PROBLEM STATEMENT:
Take every line from the material that has the word "SeqCst" in it.
┌──
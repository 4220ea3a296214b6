// SPDX-License-Identifier: Apache-2.0
// Copyright 2025 Ankit Kumar Pandey

//! In-process guest host.
//!
//! A guest is an address space, a descriptor table, signal dispositions and a
//! set of vCPUs. Each vCPU runs on its own host thread and drives a
//! [`GuestProgram`] one step at a time, passing through the quiesce barrier
//! between steps.

pub mod fdtable;
pub mod memory;
pub mod safepoint;
pub mod signals;
pub mod vcpu;

use std::collections::BTreeMap;
use std::path::PathBuf;
use std::sync::atomic::{AtomicBool, AtomicU32, Ordering};
use std::sync::{Arc, Mutex, MutexGuard, PoisonError};
use std::thread::JoinHandle;

use crate::config::SnapshotConfig;
use crate::controller::{ProcessController, SnapshotOutcome};
use crate::error::{GuestError, SnapshotError};
use crate::types::VcpuId;

pub use fdtable::FdTable;
pub use memory::{Backing, GuestMemory, GUEST_PAGE_SIZE};
pub use safepoint::QuiesceBarrier;
pub use signals::{SigSet, SignalDisposition, SignalTable};
pub use vcpu::{Gpr, RegisterFile, Step, VcpuContext, HCALL_INSN_LEN};

use vcpu::VcpuSlot;

/// Code run by guest vCPUs.
///
/// `step` is called repeatedly on each vCPU thread; the program dispatches on
/// the instruction pointer and keeps its state in guest memory and registers
/// so that a snapshot captures all of it.
pub trait GuestProgram: Send + Sync + 'static {
    /// Name recorded in images; restart requires the same name.
    fn name(&self) -> &str;

    fn step(&self, ctx: &mut VcpuContext<'_>) -> Step;
}

/// How a guest ended.
#[derive(Debug, Clone, PartialEq, Eq)]
pub enum GuestExit {
    /// All threads exited, or one called for a group exit with this status.
    Exited(i32),
    /// Terminated after a successful non-live snapshot.
    Snapshotted { path: PathBuf },
    /// Stopped by the host.
    Terminated,
}

pub(crate) fn lock<T>(mutex: &Mutex<T>) -> MutexGuard<'_, T> {
    mutex.lock().unwrap_or_else(PoisonError::into_inner)
}

/// State shared between the guest handle and its vCPU threads.
pub(crate) struct GuestInner {
    pub(crate) program: Arc<dyn GuestProgram>,
    pub(crate) config: SnapshotConfig,
    pub(crate) memory: GuestMemory,
    pub(crate) fds: FdTable,
    pub(crate) signals: SignalTable,
    pub(crate) barrier: QuiesceBarrier,
    pub(crate) controller: ProcessController,
    vcpus: Mutex<BTreeMap<VcpuId, Arc<VcpuSlot>>>,
    threads: Mutex<Vec<JoinHandle<()>>>,
    next_vcpu: AtomicU32,
    exiting: AtomicBool,
    exit: Mutex<Option<GuestExit>>,
}

impl GuestInner {
    pub(crate) fn is_exiting(&self) -> bool {
        self.exiting.load(Ordering::Acquire)
    }

    /// Record how the guest ends. The first request wins.
    pub(crate) fn request_exit(&self, how: GuestExit) {
        let mut exit = lock(&self.exit);
        if exit.is_none() {
            tracing::debug!(program = self.program.name(), exit = ?how, "Guest exiting");
            *exit = Some(how);
        }
        self.exiting.store(true, Ordering::Release);
    }

    pub(crate) fn vcpu_slot(&self, id: VcpuId) -> Option<Arc<VcpuSlot>> {
        lock(&self.vcpus).get(&id).cloned()
    }

    /// Live vCPUs in id order.
    pub(crate) fn vcpu_slots(&self) -> Vec<(VcpuId, Arc<VcpuSlot>)> {
        lock(&self.vcpus)
            .iter()
            .map(|(id, slot)| (*id, Arc::clone(slot)))
            .collect()
    }

    pub(crate) fn spawn_vcpu(self: &Arc<Self>, registers: RegisterFile) -> Result<VcpuId, GuestError> {
        if self.is_exiting() {
            return Err(GuestError::Exiting);
        }
        let id = VcpuId::new(self.next_vcpu.fetch_add(1, Ordering::SeqCst));
        let slot = Arc::new(VcpuSlot::new(registers, SigSet::empty(), SigSet::empty()));
        self.install_vcpu(id, Arc::clone(&slot));
        self.start_vcpu(id, slot)?;
        Ok(id)
    }

    /// Make a vCPU visible to the barrier and to capture without running it.
    pub(crate) fn install_vcpu(&self, id: VcpuId, slot: Arc<VcpuSlot>) {
        lock(&self.vcpus).insert(id, slot);
        self.barrier.register(id);
        self.next_vcpu.fetch_max(id.value() + 1, Ordering::SeqCst);
    }

    pub(crate) fn start_vcpu(self: &Arc<Self>, id: VcpuId, slot: Arc<VcpuSlot>) -> Result<(), GuestError> {
        let inner = Arc::clone(self);
        let spawned = std::thread::Builder::new()
            .name(id.to_string())
            .spawn(move || run_vcpu(inner, id, slot));

        match spawned {
            Ok(handle) => {
                lock(&self.threads).push(handle);
                Ok(())
            }
            Err(e) => {
                self.retire_vcpu(id);
                Err(GuestError::SpawnFailed {
                    reason: e.to_string(),
                })
            }
        }
    }

    fn retire_vcpu(&self, id: VcpuId) {
        let remaining = {
            let mut vcpus = lock(&self.vcpus);
            vcpus.remove(&id);
            vcpus.len()
        };
        self.barrier.deregister(id);
        tracing::debug!(vcpu = %id, remaining, "vCPU exited");

        if remaining == 0 {
            self.request_exit(GuestExit::Exited(0));
        }
    }
}

/// Deregisters the vCPU even if the guest program panics.
struct RetireOnDrop<'a> {
    inner: &'a GuestInner,
    id: VcpuId,
}

impl Drop for RetireOnDrop<'_> {
    fn drop(&mut self) {
        if std::thread::panicking() {
            tracing::error!(vcpu = %self.id, "Guest program panicked");
            self.inner.request_exit(GuestExit::Terminated);
        }
        self.inner.retire_vcpu(self.id);
    }
}

fn run_vcpu(inner: Arc<GuestInner>, id: VcpuId, slot: Arc<VcpuSlot>) {
    let _retire = RetireOnDrop { inner: &inner, id };
    tracing::debug!(vcpu = %id, "vCPU started");

    loop {
        if inner.is_exiting() {
            break;
        }
        inner.barrier.safepoint(id);
        if inner.is_exiting() {
            break;
        }

        let step = {
            let mut regs = lock(&slot.registers);
            let mut ctx = VcpuContext::new(&inner, id, &slot, &mut regs);
            inner.program.step(&mut ctx)
        };

        match step {
            Step::Continue => {}
            Step::Exit => break,
            Step::ExitGroup(code) => {
                inner.request_exit(GuestExit::Exited(code));
                break;
            }
        }
    }
}

/// Handle to a running guest. Dropping it terminates the guest.
pub struct Guest {
    inner: Arc<GuestInner>,
}

impl Guest {
    pub fn new(program: Arc<dyn GuestProgram>, config: SnapshotConfig) -> Self {
        Self {
            inner: Arc::new(GuestInner {
                program,
                config,
                memory: GuestMemory::new(),
                fds: FdTable::new(),
                signals: SignalTable::new(),
                barrier: QuiesceBarrier::new(),
                controller: ProcessController::new(),
                vcpus: Mutex::new(BTreeMap::new()),
                threads: Mutex::new(Vec::new()),
                next_vcpu: AtomicU32::new(0),
                exiting: AtomicBool::new(false),
                exit: Mutex::new(None),
            }),
        }
    }

    pub fn program_name(&self) -> &str {
        self.inner.program.name()
    }

    pub fn config(&self) -> &SnapshotConfig {
        &self.inner.config
    }

    pub fn memory(&self) -> &GuestMemory {
        &self.inner.memory
    }

    pub fn fds(&self) -> &FdTable {
        &self.inner.fds
    }

    pub fn signals(&self) -> &SignalTable {
        &self.inner.signals
    }

    /// Start the first thread at the given registers.
    pub fn start(&self, registers: RegisterFile) -> Result<VcpuId, GuestError> {
        self.spawn_vcpu(registers)
    }

    pub fn spawn_vcpu(&self, registers: RegisterFile) -> Result<VcpuId, GuestError> {
        self.inner.spawn_vcpu(registers)
    }

    /// Live vCPU ids in ascending order.
    pub fn vcpu_ids(&self) -> Vec<VcpuId> {
        lock(&self.inner.vcpus).keys().copied().collect()
    }

    /// Copy of a vCPU's registers, taken between steps.
    pub fn vcpu_registers(&self, id: VcpuId) -> Option<RegisterFile> {
        let slot = self.inner.vcpu_slot(id)?;
        let regs = lock(&slot.registers).clone();
        Some(regs)
    }

    /// Pending and blocked signals of a vCPU.
    pub fn vcpu_signals(&self, id: VcpuId) -> Option<(SigSet, SigSet)> {
        let slot = self.inner.vcpu_slot(id)?;
        Some((slot.pending(), slot.blocked()))
    }

    /// Snapshot the guest from the host side. The lowest-numbered vCPU is
    /// recorded as the continuation thread.
    pub fn take(&self, label: &str, description: &str) -> Result<SnapshotOutcome, SnapshotError> {
        self.inner
            .controller
            .take(&self.inner, None, label, description, self.inner.config.live)
    }

    pub fn is_exiting(&self) -> bool {
        self.inner.is_exiting()
    }

    /// Ask every vCPU to stop after its current step.
    pub fn terminate(&self) {
        self.inner.request_exit(GuestExit::Terminated);
    }

    /// Block until every vCPU thread has exited.
    pub fn wait(&self) -> GuestExit {
        loop {
            let handles: Vec<JoinHandle<()>> = std::mem::take(&mut *lock(&self.inner.threads));
            if handles.is_empty() {
                break;
            }
            for handle in handles {
                if handle.join().is_err() {
                    tracing::warn!("vCPU thread panicked");
                }
            }
        }
        lock(&self.inner.exit).clone().unwrap_or(GuestExit::Exited(0))
    }

    pub(crate) fn inner(&self) -> &Arc<GuestInner> {
        &self.inner
    }
}

impl Drop for Guest {
    fn drop(&mut self) {
        if !self.inner.is_exiting() {
            self.terminate();
        }
        self.wait();
    }
}

impl std::fmt::Debug for Guest {
    fn fmt(&self, f: &mut std::fmt::Formatter<'_>) -> std::fmt::Result {
        f.debug_struct("Guest")
            .field("program", &self.program_name())
            .field("vcpus", &self.vcpu_ids())
            .field("exiting", &self.is_exiting())
            .finish()
    }
}

#[cfg(test)]
mod tests {
    use super::*;
    use std::time::Duration;

    /// Counts to `target` in memory at 0x10000, then exits with the count.
    struct Counter {
        target: u64,
    }

    impl GuestProgram for Counter {
        fn name(&self) -> &str {
            "counter"
        }

        fn step(&self, ctx: &mut VcpuContext<'_>) -> Step {
            let Ok(count) = ctx.memory().read_u64(0x10000) else {
                return Step::ExitGroup(-1);
            };
            if count >= self.target {
                return Step::ExitGroup(count as i32);
            }
            if ctx.memory().write_u64(0x10000, count + 1).is_err() {
                return Step::ExitGroup(-1);
            }
            ctx.regs_mut().rip += 1;
            Step::Continue
        }
    }

    struct Idle;

    impl GuestProgram for Idle {
        fn name(&self) -> &str {
            "idle"
        }

        fn step(&self, _ctx: &mut VcpuContext<'_>) -> Step {
            std::thread::sleep(Duration::from_millis(1));
            Step::Continue
        }
    }

    #[test]
    fn test_guest_runs_to_exit() {
        let guest = Guest::new(Arc::new(Counter { target: 50 }), SnapshotConfig::default());
        guest
            .memory()
            .map_anonymous(0x10000, GUEST_PAGE_SIZE, crate::types::Protection::READ_WRITE)
            .unwrap();
        guest.start(RegisterFile::at_entry(0, 0)).unwrap();

        assert_eq!(guest.wait(), GuestExit::Exited(50));
        assert!(guest.vcpu_ids().is_empty());
        assert_eq!(guest.memory().read_u64(0x10000).unwrap(), 50);
    }

    #[test]
    fn test_terminate() {
        let guest = Guest::new(Arc::new(Idle), SnapshotConfig::default());
        let a = guest.start(RegisterFile::default()).unwrap();
        let b = guest.spawn_vcpu(RegisterFile::default()).unwrap();
        assert_ne!(a, b);
        assert_eq!(guest.vcpu_ids().len(), 2);

        guest.terminate();
        assert_eq!(guest.wait(), GuestExit::Terminated);
        assert!(matches!(
            guest.spawn_vcpu(RegisterFile::default()),
            Err(GuestError::Exiting)
        ));
    }

    #[test]
    fn test_fault_exits_guest() {
        // No memory mapped: the first read faults
        let guest = Guest::new(Arc::new(Counter { target: 1 }), SnapshotConfig::default());
        guest.start(RegisterFile::default()).unwrap();
        assert_eq!(guest.wait(), GuestExit::Exited(-1));
    }
}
└──
EXERCISE RESULT:
        let id = VcpuId::new(self.next_vcpu.fetch_add(1, Ordering::SeqCst));
        self.next_vcpu.fetch_max(id.value() + 1, Ordering::SeqCst);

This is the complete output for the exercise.